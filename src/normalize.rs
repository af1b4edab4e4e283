use std::sync::LazyLock;

use regex::Regex;
use thiserror::Error;

/// Label words that surround counts on the insights page, in the locales we've seen.
/// A word may be glued to the count ("3.4Mviews"); group 1 keeps that digit or scale letter.
static NOISE_RE: LazyLock<Regex> = LazyLock::new(|| {
    Regex::new(
        r"(?i)(\b|[\dKM])(?:views?|vistas?|visualizaciones|visualización|visualizacion|visualizations?|visualisations?|visualizações|visualizacoes|vues|reproducciones)\b",
    )
    .unwrap()
});
static LEADING_NUMBER_RE: LazyLock<Regex> =
    LazyLock::new(|| Regex::new(r"^(\d+(?:[.,]\d+)*)\s*([KkMm])?(?:$|[^\w.,])").unwrap());
static GROUPED_RE: LazyLock<Regex> =
    LazyLock::new(|| Regex::new(r"^\d{1,3}(?:[.,]\d{3})+$").unwrap());

#[derive(Debug, Error, PartialEq)]
pub enum NormalizationError {
    #[error("nothing left after stripping label words")]
    Empty,
    #[error("no leading number in {0:?}")]
    NoLeadingNumber(String),
    #[error("magnitude out of range: {0:?}")]
    Overflow(String),
}

/// Strip count label words ("views", "vistas", ...) and collapse whitespace.
pub fn normalize_magnitude(raw: &str) -> String {
    let stripped = NOISE_RE.replace_all(raw, "${1} ");
    stripped.split_whitespace().collect::<Vec<_>>().join(" ")
}

/// Parse a count like `1.2M`, `3,4 K` or `987` into a float.
///
/// A single separator followed by a scale letter is a decimal separator
/// (`1,2K` == `1.2K`). Without a scale letter, `1,234` / `1.234.567` shaped
/// text is treated as digit grouping; anything else is parsed as a decimal.
pub fn expand_scale_suffix(raw: &str) -> Result<f64, NormalizationError> {
    let text = normalize_magnitude(raw);
    if text.is_empty() {
        return Err(NormalizationError::Empty);
    }

    let caps = LEADING_NUMBER_RE
        .captures(&text)
        .ok_or_else(|| NormalizationError::NoLeadingNumber(text.clone()))?;
    let number = &caps[1];
    let scale = match caps.get(2).map(|m| m.as_str()) {
        Some("K" | "k") => 1e3,
        Some("M" | "m") => 1e6,
        _ => 1.0,
    };

    let value = if scale == 1.0 && GROUPED_RE.is_match(number) {
        strip_grouping(number)
            .map(|n| n as f64)
            .ok_or_else(|| NormalizationError::Overflow(text.clone()))?
    } else {
        parse_decimal(number).ok_or_else(|| NormalizationError::NoLeadingNumber(text.clone()))?
    };

    Ok(value * scale)
}

/// Digit-grouping cleanup for whole counts: `1,234` / `1.234` → 1234.
pub fn parse_grouped_count(raw: &str) -> Result<u64, NormalizationError> {
    let text = normalize_magnitude(raw);
    if text.is_empty() {
        return Err(NormalizationError::Empty);
    }
    if !text.chars().all(|c| c.is_ascii_digit() || c == ',' || c == '.') {
        return Err(NormalizationError::NoLeadingNumber(text));
    }
    if !text.chars().any(|c| c.is_ascii_digit()) {
        return Err(NormalizationError::NoLeadingNumber(text));
    }
    strip_grouping(&text).ok_or(NormalizationError::Overflow(text))
}

fn strip_grouping(s: &str) -> Option<u64> {
    s.chars()
        .filter(|c| c.is_ascii_digit())
        .collect::<String>()
        .parse()
        .ok()
}

fn parse_decimal(s: &str) -> Option<f64> {
    // Only the last separator can be a decimal point; earlier ones group digits.
    match s.rfind(['.', ',']) {
        Some(idx) => {
            let int: String = s[..idx].chars().filter(|c| c.is_ascii_digit()).collect();
            let frac = &s[idx + 1..];
            format!("{}.{}", int, frac).parse().ok()
        }
        None => s.parse().ok(),
    }
}

#[cfg(test)]
mod tests {
    use super::*;

    #[test]
    fn strips_label_words() {
        assert_eq!(normalize_magnitude("1.2M visualizaciones"), "1.2M");
        assert_eq!(normalize_magnitude("  340K views "), "340K");
        assert_eq!(normalize_magnitude("Vistas 12,5K"), "12,5K");
        assert_eq!(normalize_magnitude("987 visualization"), "987");
    }

    #[test]
    fn keeps_words_that_only_contain_noise() {
        // whole-word matching: "Reviews" is not "views"
        assert_eq!(normalize_magnitude("Reviews 3"), "Reviews 3");
    }

    #[test]
    fn noise_position_does_not_change_value() {
        let forms = [
            "views 1.5K",
            "1.5K views",
            "1.5 views K",
            "VISTAS 1.5K visualizaciones",
            "1,5K vistas",
        ];
        for f in forms {
            assert_eq!(expand_scale_suffix(f), Ok(1500.0), "form {:?}", f);
        }
    }

    #[test]
    fn label_glued_to_scale_letter() {
        assert_eq!(normalize_magnitude("3.4Mviews"), "3.4M");
        assert_eq!(expand_scale_suffix("3.4Mviews"), Ok(3_400_000.0));
        assert_eq!(expand_scale_suffix("1.5Kvistas"), Ok(1500.0));
        assert_eq!(expand_scale_suffix("987views"), Ok(987.0));
    }

    #[test]
    fn trailing_junk_is_an_error_not_a_shorter_number() {
        assert!(matches!(
            expand_scale_suffix("3.4Mx"),
            Err(NormalizationError::NoLeadingNumber(_))
        ));
        assert!(matches!(
            expand_scale_suffix("1.5abc"),
            Err(NormalizationError::NoLeadingNumber(_))
        ));
    }

    #[test]
    fn scale_letters() {
        assert_eq!(expand_scale_suffix("2M"), Ok(2_000_000.0));
        assert_eq!(expand_scale_suffix("1.25M"), Ok(1_250_000.0));
        assert_eq!(expand_scale_suffix("12 k"), Ok(12_000.0));
        assert_eq!(expand_scale_suffix("987"), Ok(987.0));
    }

    #[test]
    fn grouping_without_scale() {
        assert_eq!(expand_scale_suffix("1,234"), Ok(1234.0));
        assert_eq!(expand_scale_suffix("1.234.567"), Ok(1_234_567.0));
        assert_eq!(expand_scale_suffix("3,5"), Ok(3.5));
    }

    #[test]
    fn rejects_text_without_number() {
        assert_eq!(expand_scale_suffix("views"), Err(NormalizationError::Empty));
        assert!(matches!(
            expand_scale_suffix("n/a"),
            Err(NormalizationError::NoLeadingNumber(_))
        ));
    }

    #[test]
    fn grouped_counts() {
        assert_eq!(parse_grouped_count("1,234"), Ok(1234));
        assert_eq!(parse_grouped_count("5.678"), Ok(5678));
        assert_eq!(parse_grouped_count("42"), Ok(42));
        assert!(parse_grouped_count(",.").is_err());
        assert!(parse_grouped_count("1.2K").is_err());
    }
}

------------

**Exercise:** Give back exactly what runs from the first line of the listing above to the line that contains "static GROUPED_RE: LazyLock<Regex>", keeping both end lines.

**Written response:**
filename src/normalize.rs
repository af1b4edab4e4e283
use std::sync::LazyLock;

use regex::Regex;
use thiserror::Error;

/// Label words that surround counts on the insights page, in the locales we've seen.
/// A word may be glued to the count ("3.4Mviews"); group 1 keeps that digit or scale letter.
static NOISE_RE: LazyLock<Regex> = LazyLock::new(|| {
    Regex::new(
        r"(?i)(\b|[\dKM])(?:views?|vistas?|visualizaciones|visualización|visualizacion|visualizations?|visualisations?|visualizações|visualizacoes|vues|reproducciones)\b",
    )
    .unwrap()
});
static LEADING_NUMBER_RE: LazyLock<Regex> =
    LazyLock::new(|| Regex::new(r"^(\d+(?:[.,]\d+)*)\s*([KkMm])?(?:$|[^\w.,])").unwrap());
static GROUPED_RE: LazyLock<Regex> =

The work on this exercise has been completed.